Saved entries
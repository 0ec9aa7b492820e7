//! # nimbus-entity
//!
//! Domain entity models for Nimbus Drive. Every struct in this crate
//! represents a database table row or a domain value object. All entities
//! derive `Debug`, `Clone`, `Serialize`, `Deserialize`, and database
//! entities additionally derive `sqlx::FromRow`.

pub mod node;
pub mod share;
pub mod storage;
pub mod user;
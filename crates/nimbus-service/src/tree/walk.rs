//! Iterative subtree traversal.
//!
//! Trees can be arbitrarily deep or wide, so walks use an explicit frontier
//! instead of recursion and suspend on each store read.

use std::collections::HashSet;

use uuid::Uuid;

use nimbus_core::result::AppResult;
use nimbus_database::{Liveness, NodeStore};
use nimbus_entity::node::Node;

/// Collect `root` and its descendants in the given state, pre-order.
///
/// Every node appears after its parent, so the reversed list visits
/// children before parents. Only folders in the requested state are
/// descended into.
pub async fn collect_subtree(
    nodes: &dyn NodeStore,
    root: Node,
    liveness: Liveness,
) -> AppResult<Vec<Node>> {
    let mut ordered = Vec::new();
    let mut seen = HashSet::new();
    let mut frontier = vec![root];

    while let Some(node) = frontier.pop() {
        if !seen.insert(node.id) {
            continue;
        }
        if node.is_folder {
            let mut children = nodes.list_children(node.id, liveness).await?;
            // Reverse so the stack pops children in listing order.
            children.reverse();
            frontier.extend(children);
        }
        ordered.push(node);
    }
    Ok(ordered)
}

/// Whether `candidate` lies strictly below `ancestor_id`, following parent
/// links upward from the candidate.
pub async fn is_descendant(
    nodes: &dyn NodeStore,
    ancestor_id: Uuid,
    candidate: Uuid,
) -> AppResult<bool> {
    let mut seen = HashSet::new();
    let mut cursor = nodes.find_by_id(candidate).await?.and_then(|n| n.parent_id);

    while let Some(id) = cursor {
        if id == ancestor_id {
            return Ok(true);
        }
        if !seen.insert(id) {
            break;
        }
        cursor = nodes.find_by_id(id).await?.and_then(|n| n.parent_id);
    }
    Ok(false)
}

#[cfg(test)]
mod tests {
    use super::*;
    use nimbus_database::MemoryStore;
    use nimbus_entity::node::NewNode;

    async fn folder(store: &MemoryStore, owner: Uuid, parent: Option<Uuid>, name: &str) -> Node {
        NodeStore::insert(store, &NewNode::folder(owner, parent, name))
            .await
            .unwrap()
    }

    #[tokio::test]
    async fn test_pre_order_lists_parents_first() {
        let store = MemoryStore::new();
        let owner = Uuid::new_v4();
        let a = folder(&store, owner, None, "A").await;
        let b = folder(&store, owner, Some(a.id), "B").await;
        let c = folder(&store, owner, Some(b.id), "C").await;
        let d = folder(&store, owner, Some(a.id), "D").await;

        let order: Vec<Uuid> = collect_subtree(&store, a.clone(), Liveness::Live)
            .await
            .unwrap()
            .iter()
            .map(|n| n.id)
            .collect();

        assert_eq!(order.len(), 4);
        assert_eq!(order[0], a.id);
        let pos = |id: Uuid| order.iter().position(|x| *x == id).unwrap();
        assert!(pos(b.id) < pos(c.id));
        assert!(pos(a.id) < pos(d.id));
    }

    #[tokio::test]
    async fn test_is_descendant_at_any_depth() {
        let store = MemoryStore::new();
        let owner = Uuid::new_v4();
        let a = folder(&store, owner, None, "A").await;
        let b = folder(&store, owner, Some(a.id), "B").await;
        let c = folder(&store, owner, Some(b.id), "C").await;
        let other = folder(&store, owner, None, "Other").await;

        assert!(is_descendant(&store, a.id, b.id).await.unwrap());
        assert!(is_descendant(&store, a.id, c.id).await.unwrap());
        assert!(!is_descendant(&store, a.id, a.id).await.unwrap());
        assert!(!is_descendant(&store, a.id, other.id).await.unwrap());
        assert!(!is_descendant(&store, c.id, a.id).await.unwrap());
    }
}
...
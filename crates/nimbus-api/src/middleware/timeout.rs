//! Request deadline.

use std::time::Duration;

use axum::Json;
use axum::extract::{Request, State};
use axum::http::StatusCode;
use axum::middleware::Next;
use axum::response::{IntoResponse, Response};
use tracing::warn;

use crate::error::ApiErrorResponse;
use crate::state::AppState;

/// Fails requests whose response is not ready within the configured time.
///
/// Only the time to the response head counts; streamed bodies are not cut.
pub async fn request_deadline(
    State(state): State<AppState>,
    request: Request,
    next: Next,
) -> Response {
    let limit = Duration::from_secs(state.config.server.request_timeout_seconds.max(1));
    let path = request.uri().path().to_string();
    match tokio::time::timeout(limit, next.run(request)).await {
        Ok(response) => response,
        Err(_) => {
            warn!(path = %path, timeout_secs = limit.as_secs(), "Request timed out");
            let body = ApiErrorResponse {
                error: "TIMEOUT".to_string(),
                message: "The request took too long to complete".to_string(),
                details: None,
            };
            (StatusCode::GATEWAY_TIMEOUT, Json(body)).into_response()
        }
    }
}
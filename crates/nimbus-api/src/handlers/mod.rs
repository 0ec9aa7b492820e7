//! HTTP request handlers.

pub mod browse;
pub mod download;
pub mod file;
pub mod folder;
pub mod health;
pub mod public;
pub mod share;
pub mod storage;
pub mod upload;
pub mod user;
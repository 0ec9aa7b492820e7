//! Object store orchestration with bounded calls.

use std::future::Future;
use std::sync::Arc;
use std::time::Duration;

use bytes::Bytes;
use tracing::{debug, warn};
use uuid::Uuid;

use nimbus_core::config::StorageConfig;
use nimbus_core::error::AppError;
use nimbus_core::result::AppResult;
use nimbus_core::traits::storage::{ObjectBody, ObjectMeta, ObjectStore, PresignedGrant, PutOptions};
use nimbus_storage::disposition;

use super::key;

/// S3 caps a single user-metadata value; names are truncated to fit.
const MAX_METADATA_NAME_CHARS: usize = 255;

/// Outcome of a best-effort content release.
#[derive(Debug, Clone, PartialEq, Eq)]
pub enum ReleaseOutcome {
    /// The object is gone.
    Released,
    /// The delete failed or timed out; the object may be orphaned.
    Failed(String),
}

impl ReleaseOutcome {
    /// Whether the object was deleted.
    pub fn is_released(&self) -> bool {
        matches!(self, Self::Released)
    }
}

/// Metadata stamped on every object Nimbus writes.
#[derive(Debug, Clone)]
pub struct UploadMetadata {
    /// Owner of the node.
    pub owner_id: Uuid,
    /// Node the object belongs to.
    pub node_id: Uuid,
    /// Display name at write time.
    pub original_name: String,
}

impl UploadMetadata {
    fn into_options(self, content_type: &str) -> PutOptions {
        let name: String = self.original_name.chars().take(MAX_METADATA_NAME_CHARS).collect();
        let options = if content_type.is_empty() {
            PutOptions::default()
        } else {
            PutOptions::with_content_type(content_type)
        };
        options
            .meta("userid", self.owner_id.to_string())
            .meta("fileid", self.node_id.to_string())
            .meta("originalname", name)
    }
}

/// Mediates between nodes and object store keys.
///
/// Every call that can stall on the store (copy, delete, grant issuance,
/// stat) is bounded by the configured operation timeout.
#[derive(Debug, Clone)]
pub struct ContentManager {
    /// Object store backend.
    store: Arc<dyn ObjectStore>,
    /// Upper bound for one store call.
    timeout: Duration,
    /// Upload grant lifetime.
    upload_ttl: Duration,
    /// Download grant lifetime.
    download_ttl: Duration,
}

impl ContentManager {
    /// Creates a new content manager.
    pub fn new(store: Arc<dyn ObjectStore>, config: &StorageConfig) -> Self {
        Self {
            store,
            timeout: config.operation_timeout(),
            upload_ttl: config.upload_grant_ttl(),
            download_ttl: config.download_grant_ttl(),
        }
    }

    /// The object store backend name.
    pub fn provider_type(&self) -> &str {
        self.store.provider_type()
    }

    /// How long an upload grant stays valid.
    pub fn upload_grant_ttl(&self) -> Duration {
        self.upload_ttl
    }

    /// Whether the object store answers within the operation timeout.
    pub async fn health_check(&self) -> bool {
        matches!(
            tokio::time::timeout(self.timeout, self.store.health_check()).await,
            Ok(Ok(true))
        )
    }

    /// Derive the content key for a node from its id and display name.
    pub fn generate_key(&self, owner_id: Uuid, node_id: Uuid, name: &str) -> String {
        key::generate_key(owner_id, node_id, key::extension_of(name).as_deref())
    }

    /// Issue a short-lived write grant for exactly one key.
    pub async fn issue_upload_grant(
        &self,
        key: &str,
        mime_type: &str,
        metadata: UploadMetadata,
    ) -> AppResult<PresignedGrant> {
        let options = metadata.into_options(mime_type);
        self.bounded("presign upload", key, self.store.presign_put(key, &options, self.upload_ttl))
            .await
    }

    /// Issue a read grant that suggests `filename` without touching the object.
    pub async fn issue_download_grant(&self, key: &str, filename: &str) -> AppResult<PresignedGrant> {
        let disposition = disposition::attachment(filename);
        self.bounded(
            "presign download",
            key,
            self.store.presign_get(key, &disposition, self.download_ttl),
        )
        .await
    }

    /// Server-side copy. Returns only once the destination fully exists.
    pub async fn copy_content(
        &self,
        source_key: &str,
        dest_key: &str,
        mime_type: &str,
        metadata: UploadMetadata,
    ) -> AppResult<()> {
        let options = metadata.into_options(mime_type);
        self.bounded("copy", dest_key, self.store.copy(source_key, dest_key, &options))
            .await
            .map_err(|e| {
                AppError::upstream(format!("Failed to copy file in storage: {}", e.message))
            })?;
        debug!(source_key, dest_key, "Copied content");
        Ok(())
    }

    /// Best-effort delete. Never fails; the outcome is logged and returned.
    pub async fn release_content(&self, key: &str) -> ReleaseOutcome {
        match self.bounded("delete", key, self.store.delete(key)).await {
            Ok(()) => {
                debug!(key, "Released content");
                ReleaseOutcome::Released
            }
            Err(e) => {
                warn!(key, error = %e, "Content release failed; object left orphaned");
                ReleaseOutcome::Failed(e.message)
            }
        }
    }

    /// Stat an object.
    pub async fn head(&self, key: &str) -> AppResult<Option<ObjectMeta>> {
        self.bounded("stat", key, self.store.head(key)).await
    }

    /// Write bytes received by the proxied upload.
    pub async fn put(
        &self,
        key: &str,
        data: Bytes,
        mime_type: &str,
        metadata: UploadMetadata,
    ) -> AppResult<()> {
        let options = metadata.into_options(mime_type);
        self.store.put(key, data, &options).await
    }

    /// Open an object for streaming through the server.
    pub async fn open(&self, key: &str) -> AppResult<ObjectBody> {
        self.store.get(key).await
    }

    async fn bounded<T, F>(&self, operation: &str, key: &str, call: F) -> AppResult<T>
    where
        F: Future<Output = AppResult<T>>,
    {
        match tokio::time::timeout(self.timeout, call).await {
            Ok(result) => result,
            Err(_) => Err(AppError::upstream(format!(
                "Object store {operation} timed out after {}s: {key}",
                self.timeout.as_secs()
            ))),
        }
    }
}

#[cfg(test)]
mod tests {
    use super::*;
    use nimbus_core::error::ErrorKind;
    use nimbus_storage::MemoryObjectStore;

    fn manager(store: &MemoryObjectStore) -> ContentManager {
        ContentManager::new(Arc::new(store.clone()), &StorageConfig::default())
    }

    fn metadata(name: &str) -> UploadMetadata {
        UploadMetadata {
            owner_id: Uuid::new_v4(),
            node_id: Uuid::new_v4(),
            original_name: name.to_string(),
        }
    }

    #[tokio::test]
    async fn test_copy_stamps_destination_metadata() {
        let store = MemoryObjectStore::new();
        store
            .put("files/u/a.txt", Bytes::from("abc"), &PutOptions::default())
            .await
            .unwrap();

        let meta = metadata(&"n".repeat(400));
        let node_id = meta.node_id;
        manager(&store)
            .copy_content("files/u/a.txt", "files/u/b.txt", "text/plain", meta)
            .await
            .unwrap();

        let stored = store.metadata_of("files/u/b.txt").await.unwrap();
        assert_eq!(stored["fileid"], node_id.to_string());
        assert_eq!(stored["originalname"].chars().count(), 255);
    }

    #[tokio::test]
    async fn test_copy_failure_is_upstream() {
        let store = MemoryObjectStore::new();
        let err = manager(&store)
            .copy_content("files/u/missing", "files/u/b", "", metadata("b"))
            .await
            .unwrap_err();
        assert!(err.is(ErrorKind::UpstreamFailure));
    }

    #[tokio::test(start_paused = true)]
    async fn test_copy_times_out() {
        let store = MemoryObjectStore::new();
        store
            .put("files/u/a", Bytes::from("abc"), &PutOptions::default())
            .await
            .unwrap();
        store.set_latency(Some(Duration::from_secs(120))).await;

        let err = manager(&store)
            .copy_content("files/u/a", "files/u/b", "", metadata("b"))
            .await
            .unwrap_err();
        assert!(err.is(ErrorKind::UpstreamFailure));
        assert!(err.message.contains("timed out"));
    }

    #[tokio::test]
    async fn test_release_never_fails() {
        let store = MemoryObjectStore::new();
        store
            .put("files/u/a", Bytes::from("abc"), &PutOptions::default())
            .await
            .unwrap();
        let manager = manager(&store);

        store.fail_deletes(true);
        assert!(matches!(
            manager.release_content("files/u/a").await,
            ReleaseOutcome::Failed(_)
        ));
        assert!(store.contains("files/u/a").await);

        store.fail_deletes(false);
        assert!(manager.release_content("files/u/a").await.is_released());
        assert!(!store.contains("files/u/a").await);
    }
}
---
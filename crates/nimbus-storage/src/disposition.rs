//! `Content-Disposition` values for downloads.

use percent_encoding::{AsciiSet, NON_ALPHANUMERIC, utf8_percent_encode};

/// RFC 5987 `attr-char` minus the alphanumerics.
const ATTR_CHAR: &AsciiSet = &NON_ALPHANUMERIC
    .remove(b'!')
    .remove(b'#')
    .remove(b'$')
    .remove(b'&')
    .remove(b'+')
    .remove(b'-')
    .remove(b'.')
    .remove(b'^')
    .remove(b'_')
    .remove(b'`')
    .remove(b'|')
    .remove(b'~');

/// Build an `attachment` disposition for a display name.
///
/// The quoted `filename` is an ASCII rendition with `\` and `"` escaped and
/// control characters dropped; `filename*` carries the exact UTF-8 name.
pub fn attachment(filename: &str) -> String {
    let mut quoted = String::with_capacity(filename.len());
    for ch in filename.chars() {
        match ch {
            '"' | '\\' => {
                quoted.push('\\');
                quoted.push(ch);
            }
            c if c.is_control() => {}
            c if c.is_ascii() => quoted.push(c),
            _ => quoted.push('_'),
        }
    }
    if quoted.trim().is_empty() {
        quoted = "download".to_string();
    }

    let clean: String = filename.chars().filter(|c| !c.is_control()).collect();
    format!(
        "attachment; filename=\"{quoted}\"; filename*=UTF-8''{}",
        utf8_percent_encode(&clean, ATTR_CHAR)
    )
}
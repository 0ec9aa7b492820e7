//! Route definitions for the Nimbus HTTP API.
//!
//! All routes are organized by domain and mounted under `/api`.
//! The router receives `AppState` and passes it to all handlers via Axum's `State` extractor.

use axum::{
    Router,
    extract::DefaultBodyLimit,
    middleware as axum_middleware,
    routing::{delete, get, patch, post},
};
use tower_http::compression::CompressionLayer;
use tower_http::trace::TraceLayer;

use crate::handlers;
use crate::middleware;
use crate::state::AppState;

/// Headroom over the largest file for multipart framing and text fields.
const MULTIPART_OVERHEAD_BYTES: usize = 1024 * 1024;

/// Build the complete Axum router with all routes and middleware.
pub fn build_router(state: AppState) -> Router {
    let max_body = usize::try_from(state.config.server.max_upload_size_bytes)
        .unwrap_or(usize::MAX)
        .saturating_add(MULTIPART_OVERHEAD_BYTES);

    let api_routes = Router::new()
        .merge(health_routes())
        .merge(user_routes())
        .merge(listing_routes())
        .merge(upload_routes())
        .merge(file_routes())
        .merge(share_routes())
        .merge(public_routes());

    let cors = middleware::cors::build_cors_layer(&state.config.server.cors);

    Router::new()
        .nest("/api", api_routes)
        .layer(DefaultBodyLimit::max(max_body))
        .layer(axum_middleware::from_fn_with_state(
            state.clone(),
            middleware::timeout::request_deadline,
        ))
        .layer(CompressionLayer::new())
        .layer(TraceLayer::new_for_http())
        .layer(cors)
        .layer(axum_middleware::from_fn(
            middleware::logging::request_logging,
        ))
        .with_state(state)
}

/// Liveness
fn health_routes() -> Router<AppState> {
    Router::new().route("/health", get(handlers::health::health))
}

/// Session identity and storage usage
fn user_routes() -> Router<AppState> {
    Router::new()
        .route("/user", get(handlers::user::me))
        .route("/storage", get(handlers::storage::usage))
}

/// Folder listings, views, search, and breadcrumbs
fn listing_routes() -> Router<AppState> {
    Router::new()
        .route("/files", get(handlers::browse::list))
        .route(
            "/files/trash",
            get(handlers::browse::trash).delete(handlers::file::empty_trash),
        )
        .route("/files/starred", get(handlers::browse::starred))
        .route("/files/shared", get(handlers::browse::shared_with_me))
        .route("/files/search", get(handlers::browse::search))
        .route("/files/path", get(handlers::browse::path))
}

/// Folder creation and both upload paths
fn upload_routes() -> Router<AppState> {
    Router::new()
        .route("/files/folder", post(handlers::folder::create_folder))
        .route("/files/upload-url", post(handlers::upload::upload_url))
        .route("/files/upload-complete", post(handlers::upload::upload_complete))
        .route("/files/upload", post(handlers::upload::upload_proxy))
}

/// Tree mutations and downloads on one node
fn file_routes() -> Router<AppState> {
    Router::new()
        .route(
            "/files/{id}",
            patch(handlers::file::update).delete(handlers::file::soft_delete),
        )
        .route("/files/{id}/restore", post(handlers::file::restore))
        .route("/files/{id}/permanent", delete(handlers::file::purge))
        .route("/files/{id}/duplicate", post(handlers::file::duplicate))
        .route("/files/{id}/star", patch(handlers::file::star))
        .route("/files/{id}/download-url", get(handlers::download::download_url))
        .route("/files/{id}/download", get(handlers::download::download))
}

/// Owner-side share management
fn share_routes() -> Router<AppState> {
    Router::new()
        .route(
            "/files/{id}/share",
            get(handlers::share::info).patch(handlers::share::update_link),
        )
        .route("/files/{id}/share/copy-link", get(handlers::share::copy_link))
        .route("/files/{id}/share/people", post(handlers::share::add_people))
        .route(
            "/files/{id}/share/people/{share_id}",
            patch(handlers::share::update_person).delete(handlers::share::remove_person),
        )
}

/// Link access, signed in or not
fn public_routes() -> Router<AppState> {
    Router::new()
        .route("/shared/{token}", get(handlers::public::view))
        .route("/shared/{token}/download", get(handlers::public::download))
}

■ **TASK DIRECTIONS**: Among the records above, count the lines that include the word "usage" and state the number by itself.

■ **WRITTEN SOLUTION**: 2